Digital addiction is a relevant issue now more than ever. Heavy reliance and exposure to our screens lead to dysfunction in some brain mechanisms including communication skills, limited cognitive function, deficiency in emotional regulation, lack of sleep, increased anxiety and depression, and lack of empathy. So if digital addiction posed these threats, why is there a continued rise in the number of people who are becoming digitally addicted? According to Dennis Espique, screen addiction uses the same mechanism as the other type of addictions such as alcohol, gambling, cigarettes, etc. This mechanism involves the release or activation of a chemical called dopamine in the brain when we experience pleasure.

In normal simulations, dopamine is released to the different parts of the brain and it consolidates the memory to increase motivation; therefore, it increases the formation of habits because it makes us want to do things repetitively. However, there is such a thing as overstimulation which builds tolerance inside our brains and before we know it, we mindlessly consume more of what gives us pleasure because the regulation or executive control is gone.
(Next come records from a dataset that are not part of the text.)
//! Criterion benchmarks for the overview pipeline

use chrono::{DateTime, NaiveDate, Utc};
use criterion::{criterion_group, criterion_main, BenchmarkId, Criterion, Throughput};
use lifedash::services::{Aggregator, DashboardData, Presenter};
use lifedash::types::{Category, ExpenseRecord};
use rust_decimal::Decimal;
use std::hint::black_box;

fn today() -> NaiveDate {
    NaiveDate::from_ymd_opt(2025, 1, 28).unwrap()
}

/// One month of expenses, ascending by date, cycling through categories
fn make_expenses(count: usize) -> Vec<ExpenseRecord> {
    let categories = [
        Category::Food,
        Category::Transport,
        Category::Shopping,
        Category::Bills,
        Category::Entertainment,
        Category::Other,
        Category::from("Pets"),
    ];

    (0..count)
        .map(|i| {
            let day = 1 + (i * 28 / count.max(1)) as u32;
            ExpenseRecord {
                id: format!("e{}", i),
                owner: "bench".into(),
                amount: Decimal::new((i as i64 % 10_000) + 1, 2),
                description: String::new(),
                category: categories[i % categories.len()].clone(),
                date: NaiveDate::from_ymd_opt(2025, 1, day).unwrap(),
                created_at: DateTime::<Utc>::default(),
            }
        })
        .collect()
}

fn bench_aggregate(c: &mut Criterion) {
    let mut group = c.benchmark_group("aggregator");

    for count in [100usize, 1_000, 10_000] {
        let expenses = make_expenses(count);
        group.throughput(Throughput::Elements(count as u64));
        group.bench_with_input(
            BenchmarkId::new("aggregate", count),
            &expenses,
            |b, expenses| {
                b.iter(|| Aggregator::aggregate(black_box(expenses), today()));
            },
        );
    }

    group.finish();
}

fn bench_overview(c: &mut Criterion) {
    let data = DashboardData {
        monthly_expenses: make_expenses(1_000),
        ..DashboardData::default()
    };

    let mut group = c.benchmark_group("presenter");
    group.throughput(Throughput::Elements(data.monthly_expenses.len() as u64));

    group.bench_function("aggregate_and_present", |b| {
        b.iter(|| {
            let aggregate = Aggregator::aggregate(black_box(&data.monthly_expenses), today());
            Presenter::overview(black_box(&data), &aggregate)
        });
    });

    group.finish();
}

criterion_group!(benches, bench_aggregate, bench_overview);
criterion_main!(benches);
This puts the addiction at the top spot over other supposedly more important activities.

The speaker also cited research from China and South Korea where internet addiction is classified as a likened to taking cocaine, noting how these countries actually have digital detox facilities to help digital addicts reset their brain into functioning normally again, eventually restoring functions that have been unused due to the addiction to the digital devices. Mr. Espique also mentioned how gaming addiction showcases a similar kind of addiction to gambling. While he acknowledges that albeit providing a sense of relaxation up to a certain point, gaming will not help us reach our highest potential in the long term reiterating how our digital addiction would eventually make some areas of our brain non-functional.

Mr. Espique proceeds to pointing out how everything that we do, the things that we like and engage in on Facebook create patterns in Facebook’s algorithm and end up becoming data for something or someone else. He went on to cite a quote from a scholar who stated that social media envy is a moderate significant predictor of symptoms of depression among Filipino high school students.
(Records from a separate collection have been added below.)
//! Record types read from the scoped data store

use chrono::{DateTime, NaiveDate, Utc};
use rust_decimal::Decimal;
use serde::{Deserialize, Serialize};
use std::fmt;

use super::money::serialize_rounded;

/// Declares a closed label set decoded from a text column.
///
/// Labels outside the set decode into `Unrecognized` instead of failing,
/// so a row with an unexpected value still flows through aggregation.
macro_rules! label_enum {
    ($(#[$meta:meta])* $name:ident { $($variant:ident => $label:literal),+ $(,)? }) => {
        $(#[$meta])*
        #[derive(Debug, Clone, PartialEq, Eq, Hash, Serialize, Deserialize)]
        #[serde(from = "String", into = "String")]
        pub enum $name {
            $($variant,)+
            /// Label outside the known set, kept verbatim
            Unrecognized(String),
        }

        impl $name {
            /// Label as stored in the backend
            pub fn as_str(&self) -> &str {
                match self {
                    $(Self::$variant => $label,)+
                    Self::Unrecognized(label) => label,
                }
            }

            pub fn is_recognized(&self) -> bool {
                !matches!(self, Self::Unrecognized(_))
            }
        }

        impl From<String> for $name {
            fn from(label: String) -> Self {
                match label.as_str() {
                    $($label => Self::$variant,)+
                    _ => Self::Unrecognized(label),
                }
            }
        }

        impl From<&str> for $name {
            fn from(label: &str) -> Self {
                Self::from(label.to_string())
            }
        }

        impl From<$name> for String {
            fn from(value: $name) -> Self {
                value.as_str().to_string()
            }
        }

        impl fmt::Display for $name {
            fn fmt(&self, f: &mut fmt::Formatter<'_>) -> fmt::Result {
                f.pad(self.as_str())
            }
        }
    };
}

label_enum! {
    /// Expense category
    Category {
        Food => "Food",
        Transport => "Transport",
        Shopping => "Shopping",
        Bills => "Bills",
        Entertainment => "Entertainment",
        Other => "Other",
    }
}

label_enum! {
    /// Entertainment item type (`type` column)
    EntertainmentKind {
        Game => "game",
        Movie => "movie",
        Series => "series",
    }
}

label_enum! {
    /// Entertainment progress status
    EntertainmentStatus {
        Backlog => "backlog",
        Playing => "playing",
        Watching => "watching",
        Completed => "completed",
        Watched => "watched",
    }
}

label_enum! {
    /// Kanban column of a project
    ProjectStatus {
        Idea => "idea",
        InProgress => "in_progress",
        Done => "done",
    }
}

impl Category {
    /// All recognized categories in form order
    pub const ALL: [Category; 6] = [
        Category::Food,
        Category::Transport,
        Category::Shopping,
        Category::Bills,
        Category::Entertainment,
        Category::Other,
    ];
}

impl EntertainmentStatus {
    /// Statuses counted as "in progress" on the overview
    pub const ACTIVE: [EntertainmentStatus; 2] =
        [EntertainmentStatus::Playing, EntertainmentStatus::Watching];
}

/// Named record collection (backend table)
#[derive(Debug, Clone, Copy, PartialEq, Eq, Hash, Serialize, Deserialize)]
#[serde(rename_all = "snake_case")]
pub enum Collection {
    Profiles,
    Expenses,
    Todos,
    Entertainment,
    Projects,
}

impl Collection {
    /// Backend table name
    pub fn table(&self) -> &'static str {
        match self {
            Collection::Profiles => "profiles",
            Collection::Expenses => "expenses",
            Collection::Todos => "todos",
            Collection::Entertainment => "entertainment",
            Collection::Projects => "projects",
        }
    }

    /// Column holding the owning identity (profiles are keyed by the identity itself)
    pub fn owner_field(&self) -> &'static str {
        match self {
            Collection::Profiles => "id",
            _ => "user_id",
        }
    }
}

impl fmt::Display for Collection {
    fn fmt(&self, f: &mut fmt::Formatter<'_>) -> fmt::Result {
        f.write_str(self.table())
    }
}

/// Authenticated user on whose behalf queries are scoped
#[derive(Debug, Clone, PartialEq, Eq, Serialize, Deserialize)]
pub struct Identity {
    pub id: String,
}

impl Identity {
    pub fn new(id: impl Into<String>) -> Self {
        Self { id: id.into() }
    }
}

#[derive(Debug, Clone, PartialEq, Serialize, Deserialize)]
pub struct ExpenseRecord {
    pub id: String,
    #[serde(rename = "user_id")]
    pub owner: String,
    /// Accepts a JSON number or string; written back as a number rounded to cents
    #[serde(serialize_with = "serialize_rounded")]
    pub amount: Decimal,
    #[serde(default)]
    pub description: String,
    pub category: Category,
    pub date: NaiveDate,
    pub created_at: DateTime<Utc>,
}

#[derive(Debug, Clone, PartialEq, Serialize, Deserialize)]
pub struct TodoRecord {
    pub id: String,
    #[serde(rename = "user_id")]
    pub owner: String,
    pub title: String,
    #[serde(default)]
    pub description: Option<String>,
    #[serde(default)]
    pub completed: bool,
    #[serde(default)]
    pub due_date: Option<NaiveDate>,
    pub created_at: DateTime<Utc>,
}

#[derive(Debug, Clone, PartialEq, Serialize, Deserialize)]
pub struct EntertainmentRecord {
    pub id: String,
    #[serde(rename = "user_id")]
    pub owner: String,
    pub title: String,
    #[serde(rename = "type")]
    pub kind: EntertainmentKind,
    pub status: EntertainmentStatus,
    pub created_at: DateTime<Utc>,
}

#[derive(Debug, Clone, PartialEq, Serialize, Deserialize)]
pub struct ProfileRecord {
    pub id: String,
    #[serde(default)]
    pub username: Option<String>,
    #[serde(default)]
    pub avatar_url: Option<String>,
    pub created_at: DateTime<Utc>,
}

#[derive(Debug, Clone, PartialEq, Serialize, Deserialize)]
pub struct ProjectRecord {
    pub id: String,
    #[serde(rename = "user_id")]
    pub owner: String,
    pub title: String,
    #[serde(default)]
    pub description: Option<String>,
    pub status: ProjectStatus,
    pub created_at: DateTime<Utc>,
}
So how do we deal with it?

Mr. Espique mentioned some very practical remedies, the first of which is to assess our personal use of digital devices. In the Philippines alone, 50% of the population consists of Gen Z (i.e. the digital generation). He then went on to say that unlike most older people, Gen Zs would try to find answers from the internet. While this is not the exact threat on one’s use of digital devices, it is still important to think about how and why we use the internet. Mr. Espique says that we must ask ourselves if our use of the internet is something that is productive because excessive exposure to our digital device could damage our brain mechanisms where our critical skills as human beings rely heavily on.
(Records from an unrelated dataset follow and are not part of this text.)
//! Presenter: chart-ready projections of aggregated data

use crate::services::collector::DashboardData;
use crate::types::money::round_currency;
use crate::types::{
    Category, CategoryTotal, ChartPoint, DailyTotal, DailyTrendPoint, DashboardSummary,
    EntertainmentRecord, ExpenseAggregate, Overview, ProfileCard, ProfileRecord, TodoRecord,
};

/// Color for categories outside the palette (same as Other)
pub const DEFAULT_COLOR: &str = "#6B7280";

/// Name shown when the profile has no username
pub const FALLBACK_DISPLAY_NAME: &str = "User";

/// Chart color of a category
pub fn category_color(category: &Category) -> &'static str {
    match category {
        Category::Food => "#8B5CF6",
        Category::Transport => "#EC4899",
        Category::Shopping => "#F59E0B",
        Category::Bills => "#10B981",
        Category::Entertainment => "#3B82F6",
        Category::Other => DEFAULT_COLOR,
        Category::Unrecognized(_) => DEFAULT_COLOR,
    }
}

/// Trend label: short month + day without padding (e.g., "Jan 5")
pub fn trend_label(date: chrono::NaiveDate) -> String {
    date.format("%b %-d").to_string()
}

pub struct Presenter;

impl Presenter {
    /// Assemble the overview from a collected snapshot and its aggregate
    pub fn overview(data: &DashboardData, aggregate: &ExpenseAggregate) -> Overview {
        Overview {
            profile: Self::profile_card(data.profile.as_ref()),
            summary: Self::summary(aggregate, &data.pending_todos, &data.active_entertainment),
            category_series: Self::category_series(&aggregate.by_category),
            trend_series: Self::trend_series(&aggregate.by_day),
            upcoming_todos: data.pending_todos.clone(),
            active_entertainment: data.active_entertainment.clone(),
            warnings: data.warnings.clone(),
        }
    }

    pub fn category_series(totals: &[CategoryTotal]) -> Vec<ChartPoint> {
        totals
            .iter()
            .map(|t| ChartPoint {
                label: t.category.to_string(),
                value: round_currency(t.amount),
                color: category_color(&t.category),
            })
            .collect()
    }

    /// Keeps the aggregator's order
    pub fn trend_series(days: &[DailyTotal]) -> Vec<DailyTrendPoint> {
        days.iter()
            .map(|d| DailyTrendPoint {
                label: trend_label(d.date),
                value: round_currency(d.amount),
            })
            .collect()
    }

    pub fn summary(
        aggregate: &ExpenseAggregate,
        pending_todos: &[TodoRecord],
        active_entertainment: &[EntertainmentRecord],
    ) -> DashboardSummary {
        DashboardSummary {
            total_monthly_expense: aggregate.total,
            pending_todo_count: pending_todos.len(),
            active_entertainment_count: active_entertainment.len(),
        }
    }

    pub fn profile_card(profile: Option<&ProfileRecord>) -> ProfileCard {
        let username = profile
            .and_then(|p| p.username.as_deref())
            .map(str::trim)
            .filter(|name| !name.is_empty());

        ProfileCard {
            display_name: username.unwrap_or(FALLBACK_DISPLAY_NAME).to_string(),
            initial: username
                .and_then(|name| name.chars().next())
                .and_then(|c| c.to_uppercase().next()),
            avatar_url: profile
                .and_then(|p| p.avatar_url.clone())
                .filter(|url| !url.is_empty()),
        }
    }
}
The second solution suggested by Mr. Espique is to go on a digital detox. Whether we’re digitally addicted to our devices or not, it is wise to reimagine life without these dependencies. Find alternatives to activities and conveniences that are provided for by our digital device just to take a break from all the screen exposure. This also means cutting off social media use for a certain period of time. The speaker then goes on to say how we have reached a point where we’ve become overly dependent on our mobile apps because it is provided and made available to us. However, there are dangers and trade-offs posed by these conveniences and that is what we, as humans, must look out for. So taking a break from all these could help our brain experience a fresh start.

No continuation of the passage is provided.